On the experience of local teachers, I would like to quote extensively from what they have told me, because it is important that the Minister hears their words directly and that those words are put on the parliamentary record. One teacher told me:
“I am a 29 year old teacher who has taught for three years. I have a first class degree in English and enjoy being in the classroom. However, I am likely going to leave the profession at the end of this year as I find the workload overwhelming.”
One retired teacher said this:
“Right up to my last day I was in school at 7.00-7.15 am and did not leave till I was thrown out by the caretaker at 6.00 pm—dragging bags of planning or marking etc with me to complete at home. When I worked full time I also worked every Sunday afternoon and evening. Some of this was on tasks I felt were important for my teaching but latterly most of the work was on required tasks that I just could not fit into my 5 X 10-11 hour days!!!”
She goes on to say that one of the many downsides is that valuable clubs and after-school activities are at risk of being abandoned because teachers simply cannot fit them in, as much as they would like to.
Teaching is hard work. As one teacher put it to me:
“If we get education wrong, it impacts on all other areas of society and we cannot allow this to happen for the sake of our children and country’s future.”
The teachers I meet are not afraid of this hard work—indeed, they relish it—but they are frustrated by what they see as the unnecessary burdens imposed on them which conspire to make a tough job far tougher. A particular bugbear, which is at the heart of the issues about work load, is that, in their view, there is far too much testing and far too many targets. Here is what one teacher has to say:
“We are in real danger of turning schools into exam factories. In my five years of teaching, I have noted a marked increase in the amount of assessment required in the class to the detriment of lesson content, practicals and innovative lessons. A number of times already this academic year, I have had to cancel planned lessons in order to generate meaningless data to populate spreadsheets for senior members of staff. While assessment and feedback are a mandatory element of learning, I believe that the learning experience should be inspirational and innovative while promoting creativity and yet constant streams of testing go against this.”
The issue of constant changes and the lack of an evidence-based approach is another recurring theme. One teacher who has been in the profession for five years told me:
“My problem is that it feels like constant meddling with a system that has not had chance to properly test an idea. It feels like being a football manager who has to get yearly results each lesson otherwise he will be sacked.”
There is also deep concern about what lies behind the constant new policy initiatives, with many teachers arguing that the Department for Education has lost sight of its primary purpose. One told me:
“Despite being an ‘outstanding’ advanced skills maths teacher incredibly passionate about making learning maths engaging and relevant I have left the classroom, which saddens me daily. I love teaching and hope to one day return to the system when learning and children, rather than profit-making and Government agenda, is at the heart of our education system.”
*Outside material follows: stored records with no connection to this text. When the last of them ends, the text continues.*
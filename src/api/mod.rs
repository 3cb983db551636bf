//! Parley HTTP Surface
//!
//! HTTP layer for Parley, built with Axum.
//!
//! # Endpoints
//!
//! ## Chat
//! - `GET /` - Chat page
//! - `GET /ws` - WebSocket relay connection
//! - `GET /scroll`, `GET /sleep`, `GET /typing`, `GET /changescreen` - htmx helpers
//!
//! ## Health
//! - `GET /health/live` - Liveness probe
//! - `GET /health/ready` - Readiness probe
//! - `GET /health` - Full health status
//!
//! # Example
//!
//! ```rust,ignore
//! use parley::api::{serve, AppState};
//! use parley::config::Config;
//! use parley::websocket::Hub;
//!
//! #[tokio::main]
//! async fn main() -> Result<(), Box<dyn std::error::Error>> {
//!     let config = Config::default();
//!     let (hub, _dispatch) = Hub::spawn(config.relay.hub_config());
//!
//!     let state = AppState::new(hub, config.relay.session_config(), config.server.clone());
//!     serve(state, &config.server).await?;
//!
//!     Ok(())
//! }
//! ```

pub mod dto;
pub mod error;
pub mod routes;
pub mod state;

pub use error::{ApiError, ApiResult};
pub use state::AppState;

use axum::{routing::get, Router};
use std::sync::Arc;
use tower_http::trace::TraceLayer;

use crate::config::ServerConfig;
use crate::websocket::websocket_handler;

/// Build the router with all routes and middleware
pub fn build_router(state: AppState) -> Router {
    let page_routes = Router::new()
        .route("/", get(routes::pages::home))
        .route("/scroll", get(routes::pages::scroll))
        .route("/sleep", get(routes::pages::sleep))
        .route("/typing", get(routes::pages::typing))
        .route("/changescreen", get(routes::pages::change_screen))
        // WebSocket route
        .route("/ws", get(websocket_handler));

    let health_routes = Router::new()
        .route("/live", get(routes::health::liveness))
        .route("/ready", get(routes::health::readiness))
        .route("/", get(routes::health::full_health));

    // Create shared state
    let shared_state = Arc::new(state);

    Router::new()
        .merge(page_routes)
        .nest("/health", health_routes)
        .layer(TraceLayer::new_for_http())
        .with_state(shared_state)
}

/// Start the HTTP server
pub async fn serve(state: AppState, config: &ServerConfig) -> Result<(), ApiError> {
    let router = build_router(state);

    let addr = config.addr();
    let listener = tokio::net::TcpListener::bind(&addr).await?;

    tracing::info!("Parley listening on {}", addr);

    axum::serve(listener, router)
        .with_graceful_shutdown(shutdown_signal())
        .await
        .map_err(|e| ApiError::Internal(format!("Server error: {}", e)))?;

    tracing::info!("Parley shut down gracefully");
    Ok(())
}

/// Wait for shutdown signal
async fn shutdown_signal() {
    let ctrl_c = async {
        if let Err(e) = tokio::signal::ctrl_c().await {
            tracing::error!(error = %e, "Failed to install Ctrl+C handler");
            std::future::pending::<()>().await;
        }
    };

    #[cfg(unix)]
    let terminate = async {
        match tokio::signal::unix::signal(tokio::signal::unix::SignalKind::terminate()) {
            Ok(mut signal) => {
                signal.recv().await;
            }
            Err(e) => {
                tracing::error!(error = %e, "Failed to install SIGTERM handler");
                std::future::pending::<()>().await;
            }
        }
    };

    #[cfg(not(unix))]
    let terminate = std::future::pending::<()>();

    tokio::select! {
        _ = ctrl_c => {},
        _ = terminate => {},
    }

    tracing::info!("Shutdown signal received, starting graceful shutdown");
}
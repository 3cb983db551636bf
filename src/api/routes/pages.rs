//! Page Routes
//!
//! The chat page and the small htmx helper endpoints it calls.
//!
//! - GET / - Chat page
//! - GET /scroll - Empty anchor used to scroll the chat room
//! - GET /sleep - Holds the typing indicator open, then clears it
//! - GET /typing - Fragment that sends a typing notice over the socket
//! - GET /changescreen - Screen name form

use axum::{extract::State, response::Html};
use std::sync::Arc;

use crate::api::error::{ApiError, ApiResult};
use crate::api::state::AppState;

const HOME_PAGE: &str = "home.html";

/// GET /
pub async fn home(State(state): State<Arc<AppState>>) -> ApiResult<Html<String>> {
    let path = state.config.static_dir.join(HOME_PAGE);
    match tokio::fs::read_to_string(&path).await {
        Ok(page) => Ok(Html(page)),
        Err(e) if e.kind() == std::io::ErrorKind::NotFound => {
            Err(ApiError::NotFound(format!("{}", path.display())))
        }
        Err(e) => Err(ApiError::Io(e)),
    }
}

/// GET /scroll
pub async fn scroll() -> Html<&'static str> {
    Html("")
}

/// GET /sleep
pub async fn sleep(State(state): State<Arc<AppState>>) -> Html<&'static str> {
    tokio::time::sleep(state.config.typing_indicator()).await;
    Html("")
}

/// GET /typing
pub async fn typing() -> Html<&'static str> {
    Html(r##"<div hx-trigger="load" hx-include="#typing" ws-send></div>"##)
}

/// GET /changescreen
pub async fn change_screen() -> Html<&'static str> {
    Html(
        r#"<form id="screenname" ws-send style="float: right; display: inline-flex;">
	Name: <input name="screenname" type="text" autofocus style="margin-right: 1.1em;">
</form>"#,
    )
}
//! WebSocket Broadcast Relay
//!
//! Every chat message a client sends is fanned out to every connected
//! client, the sender included.
//!
//! ## Architecture
//!
//! - **Hub**: single dispatch task owning the set of live sessions
//! - **Session**: per-connection read pump and write pump
//! - **Transport**: split reader/writer abstraction over a connection
//! - **Handler**: WebSocket upgrade entry point
//! - **Messages** / **Render**: inbound and outbound formats
//!
//! ## Data flow
//!
//! ```text
//! transport -> read pump -> hub intake -> dispatch loop -> mailboxes -> write pumps -> transports
//! ```
//!
//! ## Example
//!
//! ```javascript
//! // Browser
//! const ws = new WebSocket('ws://localhost:8080/ws');
//!
//! ws.onopen = () => ws.send(JSON.stringify({chatinput: 'hello'}));
//!
//! ws.onmessage = (event) => {
//!   // Several messages may arrive in one frame, one per line
//!   for (const line of event.data.split('\n')) {
//!     const msg = JSON.parse(line);
//!     console.log(msg.Sender, msg.Message);
//!   }
//! };
//! ```

mod handler;
mod hub;
mod messages;
mod render;
mod session;
mod transport;

pub use handler::websocket_handler;
pub use hub::{
    BroadcastOutcome, Hub, HubConfig, HubError, Mailbox, Registry, SessionId, SlowConsumerPolicy,
};
pub use messages::{ChatInput, ChatMessage, TYPING_SENTINEL};
pub use render::{escape_html, OutboundFormat};
pub use session::{accept, SessionConfig, SessionError, SessionHandle};
pub use transport::{
    memory_transport, Frame, MemoryPeer, MemoryTransport, Transport, TransportError,
    TransportReader, TransportWriter, WsReader, WsWriter,
};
The spectre of competition is always there, and performance-related pay, in particular, is adding insult to injury. One teacher writes:
“Most of us don’t want payment for results. We want a fair pay for a good job and poor teachers should be managed to get better or leave. Some teachers who are benefitting from performance related pay may see things differently, my niece in her second year of teaching was given a 25% rise or £5000 to keep her but even she says she cannot keep up the pace of work/amount of hours put in for long.”
Another local teacher says:
“What makes for the best outcomes with the children is teamwork—teachers working together for the good of the children. It is certainly not achieved through teachers being locked away in their classrooms desperately trying to push children up through the levels to ensure the security of their own future.”
An OECD report from May 2012 called “Does performance-based pay improve teaching?” concluded:
“A look at the overall picture”—
of OECD nations—
“reveals no relationship between average student performance in a country and the use of performance-based pay schemes.”
That underscores what teachers are telling me, based on their experience of being in classrooms and of how best to help students fulfil their potential.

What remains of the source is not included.